Guardò la superficie del laghetto pizzicata dai pesci invisibili che mangiavano qualcosa sul pelo dell’acqua, innescando piccoli cerchi concentrici.

E il tempo passava.

Tutto il tempo che desiderava e che, in compagnia di Alice, gli sarebbe sembrato tempo sprecato, per qualche insondabile motivo.

Jacopo Masini ne L’amore prima della fine del mondo, pubblicato da Epika Edizioni, usa e pesa storie, parole e personaggi, come fosse un balletto, un quadro, un film sull’amore, sull’insoddisfazione, sul tempo che passa, su quello che invece dovrebbe passare e non passa mai.

Il presente che non piace, il futuro ipotizzato che forse, restasse solo un sogno, sarebbe lì, perfetto e intatto.

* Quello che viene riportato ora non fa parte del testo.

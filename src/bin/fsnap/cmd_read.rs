use anyhow::{Context, Result};
use std::path::PathBuf;

use fsnap::util::{display_text, hex_dump};
use fsnap::{Access, ReadOutcome, Volume};

use super::util::write_out;

pub fn exec(
    volume: PathBuf,
    file: PathBuf,
    offset: u64,
    len: Option<usize>,
    snapshot: Option<String>,
    out: Option<PathBuf>,
) -> Result<()> {
    // Чтение не требует writer'а
    let vol = Volume::open_read_only(&volume)
        .with_context(|| format!("open volume {}", volume.display()))?;

    let r: ReadOutcome = match snapshot.as_deref() {
        Some(name) => {
            let snap = vol
                .open_snapshot(&file, name)
                .with_context(|| format!("open snapshot '{}' of {}", name, file.display()))?;
            let want = len.unwrap_or(snap.size()?.saturating_sub(offset) as usize);
            snap.read(offset, want)?
        }
        None => {
            let h = vol
                .open_file(&file, Access::ReadOnly)
                .with_context(|| format!("open {}", file.display()))?;
            let want = len.unwrap_or(h.size()?.saturating_sub(offset) as usize);
            h.read(offset, want)?
        }
    };

    if let Some(out_path) = out {
        write_out(&out_path, &r.data)?;
        println!(
            "read {} B at {} -> wrote to {}",
            r.data.len(),
            offset,
            out_path.display()
        );
        return Ok(());
    }
    println!(
        "read {} B at {} (file size {}, eof={})",
        r.data.len(),
        offset,
        r.file_size,
        r.eof
    );
    println!("text: {}", display_text(&r.data));
    println!("hex:  {}", hex_dump(&r.data[..r.data.len().min(64)]));
    Ok(())
}
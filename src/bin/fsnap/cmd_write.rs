use anyhow::{Context, Result};
use std::path::PathBuf;

use fsnap::{Access, Volume};

use super::util::decode_value_arg;

pub fn exec(volume: PathBuf, file: PathBuf, offset: u64, value: String) -> Result<()> {
    let (bytes, src) = decode_value_arg(&value)?;
    let vol = Volume::open(&volume)
        .with_context(|| format!("open volume {}", volume.display()))?;
    let h = vol
        .open_file(&file, Access::Create)
        .with_context(|| format!("open {}", file.display()))?;
    let n = h.write(offset, &bytes)?;
    h.sync()?;
    println!(
        "wrote {} B ({}) at {} -> {} (size {})",
        n,
        src.label(),
        offset,
        file.display(),
        h.size()?
    );
    Ok(())
}
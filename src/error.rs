//! Error types for Storelens
//!
//! The search core itself is total: scoring, extraction, and term building
//! are defined for every input and never fail. Errors exist only at the
//! boundary where catalogs are loaded or parsed. Uses `thiserror` for
//! ergonomic error handling with automatic `Display` and `Error` trait
//! implementations.

use thiserror::Error;

/// The primary error type for Storelens operations.
#[derive(Error, Debug)]
pub enum StorelensError {
    /// Catalog loading/parsing errors (unreadable file, malformed records, etc.)
    #[error("Catalog error: {0}")]
    Catalog(String),

    /// Configuration-related errors (invalid search options, bad weight overrides, etc.)
    #[error("Configuration error: {0}")]
    Config(String),

    /// Resource not found (unknown product name or SKU, etc.)
    #[error("Not found: {0}")]
    NotFound(String),

    /// Standard I/O errors
    #[error("IO error: {0}")]
    Io(#[from] std::io::Error),

    /// JSON serialization/deserialization errors
    #[error("JSON error: {0}")]
    Json(#[from] serde_json::Error),
}

/// A specialized `Result` type for Storelens operations.
pub type Result<T> = std::result::Result<T, StorelensError>;

#[cfg(test)]
mod tests {
    use super::*;

    #[test]
    fn test_error_display() {
        let err = StorelensError::Catalog("empty product array".to_string());
        assert_eq!(err.to_string(), "Catalog error: empty product array");
    }

    #[test]
    fn test_error_from_io() {
        let io_err = std::io::Error::new(std::io::ErrorKind::NotFound, "file not found");
        let err: StorelensError = io_err.into();
        assert!(matches!(err, StorelensError::Io(_)));
    }

    #[test]
    fn test_error_from_json() {
        let json_err = serde_json::from_str::<serde_json::Value>("{oops").unwrap_err();
        let err: StorelensError = json_err.into();
        assert!(matches!(err, StorelensError::Json(_)));
    }

    #[test]
    fn test_result_type() {
        fn returns_result() -> Result<i32> {
            Ok(7)
        }
        assert_eq!(returns_result().unwrap(), 7);
    }
}
//! Conversational phrase extraction.
//!
//! Pulls a candidate product-type phrase out of free-form chat text
//! ("do you have a BP machine by AlphaMed" -> "BP machine"). Rule-based and
//! deterministic: an ordered list of trigger patterns is tried in priority
//! order, the first rule that matches wins, and within a rule the first
//! match in the text is used. No match is not an error; callers treat the
//! empty result as "no query".

use once_cell::sync::Lazy;
use regex::Regex;

use serde::Serialize;

use super::text::MIN_WORD_LEN;

/// Trigger phrases that introduce a product request, in priority order.
const TRIGGER_PHRASES: &[&str] = &[
    "do you have",
    "looking for",
    "find me",
    "show me",
    "i need",
    "search for",
    "any",
    "products like",
];

/// Words that terminate a captured phrase ("BP machine **by** AlphaMed").
const BOUNDARY_WORDS: &[&str] = &["by", "from", "with"];

/// Filler words dropped when splitting an extracted phrase into match words.
const STOP_WORDS: &[&str] = &[
    "the", "and", "for", "are", "you", "have", "with", "from", "that", "this",
];

// One compiled rule per trigger. The capture is 3-60 alphanumeric, space, or
// hyphen characters, ended by a boundary word, punctuation, or end of input;
// a leading article is consumed so "a BP machine" captures as "BP machine".
static PHRASE_RULES: Lazy<Vec<Regex>> = Lazy::new(|| {
    let boundary = BOUNDARY_WORDS.join("|");
    TRIGGER_PHRASES
        .iter()
        .map(|trigger| {
            let pattern = format!(
                r"(?i)\b{trigger}\s+(?:(?:a|an|the|some)\s+)?([0-9a-z][0-9a-z \-]{{2,59}}?)(?:\s+(?:{boundary})\b|[.,!?;:]|$)"
            );
            Regex::new(&pattern).expect("trigger rule must compile")
        })
        .collect()
});

/// A product-type phrase extracted from conversational text.
#[derive(Debug, Clone, Default, PartialEq, Serialize)]
pub struct ExtractedPhrase {
    /// The captured phrase, trimmed, original casing preserved.
    pub phrase: String,
    /// Lowercase significant words of the phrase (stopwords and
    /// single-character tokens removed).
    pub words: Vec<String>,
}

impl ExtractedPhrase {
    /// True when no trigger rule matched the input.
    pub fn is_empty(&self) -> bool {
        self.phrase.is_empty() && self.words.is_empty()
    }
}

/// Extract a product-type phrase and its significant words from free text.
///
/// Returns the empty [`ExtractedPhrase`] when no trigger rule matches. When
/// stopword filtering would leave no words for a non-empty phrase, the whole
/// lowercased phrase is kept as the single match word so phrase-level
/// matching still has a term to work with.
pub fn extract_product_phrase(text: &str) -> ExtractedPhrase {
    for rule in PHRASE_RULES.iter() {
        let Some(captures) = rule.captures(text) else {
            continue;
        };
        let Some(capture) = captures.get(1) else {
            continue;
        };

        let phrase = capture.as_str().trim().to_string();
        if phrase.is_empty() {
            continue;
        }

        let mut words: Vec<String> = phrase
            .to_lowercase()
            .split_whitespace()
            .filter(|word| word.len() >= MIN_WORD_LEN && !STOP_WORDS.contains(word))
            .map(str::to_string)
            .collect();

        if words.is_empty() {
            words.push(phrase.to_lowercase());
        }

        return ExtractedPhrase { phrase, words };
    }

    ExtractedPhrase::default()
}

#[cfg(test)]
mod tests {
    use super::*;

    #[test]
    fn test_extracts_phrase_before_boundary_word() {
        let result = extract_product_phrase("do you have a BP machine by AlphaMed");
        assert_eq!(result.phrase, "BP machine");
        assert_eq!(result.words, vec!["bp", "machine"]);
    }

    #[test]
    fn test_no_trigger_yields_empty_result() {
        let result = extract_product_phrase("hello, how are you");
        assert_eq!(result, ExtractedPhrase::default());
        assert!(result.is_empty());
    }

    #[test]
    fn test_phrase_ends_at_punctuation() {
        let result = extract_product_phrase("do you have gauze?");
        assert_eq!(result.phrase, "gauze");
        assert_eq!(result.words, vec!["gauze"]);
    }

    #[test]
    fn test_phrase_ends_at_end_of_input() {
        let result = extract_product_phrase("I'm looking for blood pressure monitors");
        assert_eq!(result.phrase, "blood pressure monitors");
        assert_eq!(result.words, vec!["blood", "pressure", "monitors"]);
    }

    #[test]
    fn test_rule_priority_beats_text_order() {
        // "any" appears first in the text, but "looking for" is the
        // higher-priority rule and wins.
        let result = extract_product_phrase("any luck? I am looking for a BP machine");
        assert_eq!(result.phrase, "BP machine");
    }

    #[test]
    fn test_hyphenated_phrase_is_kept() {
        let result = extract_product_phrase("find me an x-ray apron");
        assert_eq!(result.phrase, "x-ray apron");
        assert_eq!(result.words, vec!["x-ray", "apron"]);
    }

    #[test]
    fn test_stopword_only_phrase_falls_back_to_whole_phrase() {
        let result = extract_product_phrase("show me this and that");
        assert_eq!(result.phrase, "this and that");
        assert_eq!(result.words, vec!["this and that"]);
    }

    #[test]
    fn test_extraction_is_deterministic() {
        let text = "do you have any nitrile gloves from MedCo";
        assert_eq!(extract_product_phrase(text), extract_product_phrase(text));
    }

    #[test]
    fn test_stopwords_filtered_from_words() {
        let result = extract_product_phrase("search for bandages and gauze");
        assert_eq!(result.phrase, "bandages and gauze");
        assert_eq!(result.words, vec!["bandages", "gauze"]);
    }
}
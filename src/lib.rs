//! Storelens - weighted relevance search for storefront product catalogs
//!
//! A small, stateless library: given product records from the storefront's
//! document store and a free-text or conversational query, it scores every
//! candidate against weighted match signals and returns the top results in
//! descending relevance order.

pub mod catalog;
pub mod error;
pub mod search;

pub use catalog::{load_catalog, Product, ProductAttribute};
pub use error::{Result, StorelensError};
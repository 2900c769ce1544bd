//! Intelligent product search and relevance ranking.
//!
//! The pipeline is a pure, synchronous chain: flatten a product's fields
//! into a searchable string ([`text`]), pull a product-type phrase out of
//! conversational input ([`extract`]), expand phrase/keywords into
//! normalized terms ([`terms`]), score each candidate against the criteria
//! ([`scorer`]), then rank, threshold, and truncate ([`runner`]). Nothing
//! here holds state, so every function is safe to call concurrently.

pub mod extract;
pub mod runner;
pub mod scorer;
pub mod terms;
pub mod text;

pub use extract::{extract_product_phrase, ExtractedPhrase};
pub use runner::{
    related_products, search, SearchOptions, SearchQuery, DEFAULT_MIN_SCORE, DEFAULT_TOP_N,
};
pub use scorer::{score_product, SearchCriteria};
pub use terms::build_search_terms;
pub use text::searchable_text;

/// Build a [`SearchQuery`] from a conversational message.
///
/// Runs the phrase extractor over the message and normalizes any brand
/// keywords the caller recognized on its own, so plural brand forms
/// ("AlphaMeds") also match their singular catalog spelling. The resulting
/// query is empty when the message contains no product request and no
/// brands were supplied; [`search`] treats that as pass-through.
pub fn query_from_message(message: &str, brand_keywords: &[String]) -> SearchQuery {
    let extracted = extract_product_phrase(message);
    let keywords = build_search_terms("", &[], brand_keywords);

    SearchQuery {
        phrase: extracted.phrase,
        words: extracted.words,
        keywords,
    }
}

E invece no. Poi decide di arrivare. E si sgretola e si sporca.

E diventa reale.

Vanni ha ventisette anni, vive a Parma in una casa di cinquanta metri quadrati sommersa da frasi in inglese e bicchieri.

Lavora part-time e sogna full-time di cambiare.

Si guadagna da vivere accudendo due matti, Nico e Gusta, come collaboratore di una cooperativa sociale. Spesso e volentieri va fuori a bere con l’amico Giacomo, passa a pranzo dalla nonna e soprattutto non si lascia sfuggire l’occasione di tradire Alice, fidanzata fissa, ripetutamente e con due diverse amanti, di cui una è la migliore amica di lei. Stando alla sua filosofia è esente da colpe, dato che non crede nella forza della volontà.

Ha mandato un curriculum a Torino, in un’agenzia pubblicitaria.

Potrebbe essere la scusa, la volta buona.

Per cambiare tutto e ricominciare.

“Ogni sentimento, ogni cosa che accade è proprio come una corrente e non possiamo far altro che lasciarci portare senza andare a fondo o andare a sbattere contro una scogliera” e lui si lascia portare.

Cosa succede però se la vita scompiglia le carte, ti piazza in mezzo al vortice di una tragedia, ti toglie il fiato e ti disorienta?

La “sua” scontata Alice va via.

Non è più lì ad accoglierlo, a scappare, a litigare, a fare pace, a preparare la pasta al pesto e a fare l’amore su un divano troppo grande per una casa troppo piccola.

Cosa succede ai divani troppi grandi se restano senza colei che dovrebbe esserci per sempre e poi però il per sempre non arriva?

Tutto quello che non c’era più era ancora lui, in fondo, dentro il suo corpo espanso, nella sua pelle, senza che il prima e il dopo fossero davvero separati.(…)

Forse per quel semplice motivo era tornato lì: per cercare un posto in cui collocare i suoi giorni presenti.

Non si riparano più le crepe, non ci sono più veli pietosi da stendere sugli errori, non c’è nessuna bussola e neppure nessuna direzione giusta.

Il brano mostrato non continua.